È solo verso la fine del terzo anno di vita che i bambini iniziano a disegnare figure che assomigliano ad abbozzi di casa e di sole, tratteggiati seguendo il bordo del foglio e con abbondanza di croci, pseudo quadrati e configurazioni a sbarre.
A 4 anni gli scarabocchi acquistano organicità ed il loro significato è comprensibile anche all’adulto, emergono le prime schematiche figure umane e il bambino esce definitivamente dalla fase dello scarabocchio per entrare in quella figurativa. Dallo scarabocchio informe hanno origine sia il disegno che la scrittura, per disegnare, però, è richiesta inizialmente un’abilità motoria inferiore a quella necessaria per scrivere. A quest’età il bambino comincia a raffigurare la persona tracciando pochi elementi schematici della figura umana, con un cerchio per la testa da cui partono dei raggi che sono le braccia e le gambe, è il cosiddetto “omino cefalopode” comune ai bambini di tutto il mondo. Ben presto all’interno del cerchio compaiono due grandi occhi, poi la bocca e infine il naso. Il volto resta per lungo tempo la parte prevalente dell’omino tant’è vero che se un bambino si rifiuta di disegnarlo si può pensare all’esistenza di qualche problema.
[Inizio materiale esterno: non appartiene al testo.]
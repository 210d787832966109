#![forbid(unsafe_code)]

//! Keyboard navigation configuration.
//!
//! # Timing Defaults
//!
//! | Setting | Default | Range | Description |
//! |---------|---------|-------|-------------|
//! | `throttle_window` | 60ms | 0-500ms | At most one handled key per window |
//!
//! # Environment Variables
//!
//! | Variable | Type | Default | Description |
//! |----------|------|---------|-------------|
//! | `EXPLORER_NAV_THROTTLE_MS` | u64 | 60 | Throttle window for tree keys |
//! | `EXPLORER_DISABLE_NAV_THROTTLE` | bool | false | Handle every key event |
//! | `EXPLORER_DISABLE_KEYBOARD_NAV` | bool | false | Start with navigation off |

use web_time::Duration;

use crate::throttle::Throttle;

/// Default throttle window for directional keys.
pub const DEFAULT_NAV_THROTTLE_MS: u64 = 60;

/// Minimum allowed throttle window.
pub const MIN_NAV_THROTTLE_MS: u64 = 0;

/// Maximum allowed throttle window.
pub const MAX_NAV_THROTTLE_MS: u64 = 500;

/// Configuration for tree keyboard navigation.
#[derive(Debug, Clone, PartialEq, Eq)]
pub struct NavigationConfig {
    /// Window in which at most one key event is handled.
    /// Default: 60ms.
    pub throttle_window: Duration,

    /// Whether keyboard navigation starts enabled.
    /// Default: true.
    pub keyboard_enabled: bool,
}

impl Default for NavigationConfig {
    fn default() -> Self {
        Self {
            throttle_window: Duration::from_millis(DEFAULT_NAV_THROTTLE_MS),
            keyboard_enabled: true,
        }
    }
}

impl NavigationConfig {
    /// Set a custom throttle window.
    #[must_use]
    pub fn with_throttle_window(mut self, window: Duration) -> Self {
        self.throttle_window = window;
        self
    }

    /// Handle every key event, however close together.
    #[must_use]
    pub fn without_throttle(mut self) -> Self {
        self.throttle_window = Duration::ZERO;
        self
    }

    /// Set whether keyboard navigation starts enabled.
    #[must_use]
    pub fn with_keyboard_enabled(mut self, enabled: bool) -> Self {
        self.keyboard_enabled = enabled;
        self
    }

    /// Load config from environment variables.
    ///
    /// Values are clamped to valid ranges.
    #[must_use]
    pub fn from_env() -> Self {
        Self::from_lookup(|name| std::env::var(name).ok())
    }

    /// Load config through an arbitrary variable lookup.
    ///
    /// [`from_env`](Self::from_env) uses the process environment.
    #[must_use]
    pub fn from_lookup(lookup: impl Fn(&str) -> Option<String>) -> Self {
        let mut config = Self::default();

        if let Some(val) = lookup("EXPLORER_NAV_THROTTLE_MS")
            && let Ok(ms) = val.trim().parse::<u64>()
        {
            config.throttle_window = Duration::from_millis(ms);
        }

        if let Some(val) = lookup("EXPLORER_DISABLE_NAV_THROTTLE")
            && is_truthy(&val)
        {
            config.throttle_window = Duration::ZERO;
        }

        if let Some(val) = lookup("EXPLORER_DISABLE_KEYBOARD_NAV") {
            config.keyboard_enabled = !is_truthy(&val);
        }

        config.validated()
    }

    /// Clamp values to safe ranges.
    ///
    /// ```
    /// use explorer_core::config::NavigationConfig;
    /// use std::time::Duration;
    ///
    /// let config = NavigationConfig::default()
    ///     .with_throttle_window(Duration::from_secs(5))
    ///     .validated();
    /// assert_eq!(config.throttle_window.as_millis(), 500);
    /// ```
    #[must_use]
    pub fn validated(mut self) -> Self {
        let window_ms = self.throttle_window.as_millis() as u64;
        let clamped = window_ms.clamp(MIN_NAV_THROTTLE_MS, MAX_NAV_THROTTLE_MS);
        self.throttle_window = Duration::from_millis(clamped);
        self
    }

    /// Check if values are within valid ranges.
    #[must_use]
    pub fn is_valid(&self) -> bool {
        let window_ms = self.throttle_window.as_millis() as u64;
        (MIN_NAV_THROTTLE_MS..=MAX_NAV_THROTTLE_MS).contains(&window_ms)
    }

    /// Build the throttle described by this config.
    #[must_use]
    pub fn throttle(&self) -> Throttle {
        Throttle::new(self.throttle_window)
    }
}

fn is_truthy(val: &str) -> bool {
    let val = val.trim();
    val == "1" || val.eq_ignore_ascii_case("true") || val.eq_ignore_ascii_case("yes")
}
Tra i 4 e i 5 anni il bambino disegna il primo abbozzo di tronco e spesso ci mette l’ombelico, superata questa fase l’omino è riconoscibilissimo e oltre agli occhi, al naso e alla bocca, c’è il tronco da cui spuntano le braccia e le gambe, per ultime compaiono le orecchie, spesso di dimensioni eccessive per il gusto della nuova scoperta, e l’occhio acquista il suo contorno portando nel centro il segno della pupilla. Il tronco si allunga e si allarga fino a diventare più ampio della testa, le gambe e le braccia sono bidimensionali e qualche volta appaiono cenni di vestiario, con l’omino quasi sempre rappresentato in posizione verticale.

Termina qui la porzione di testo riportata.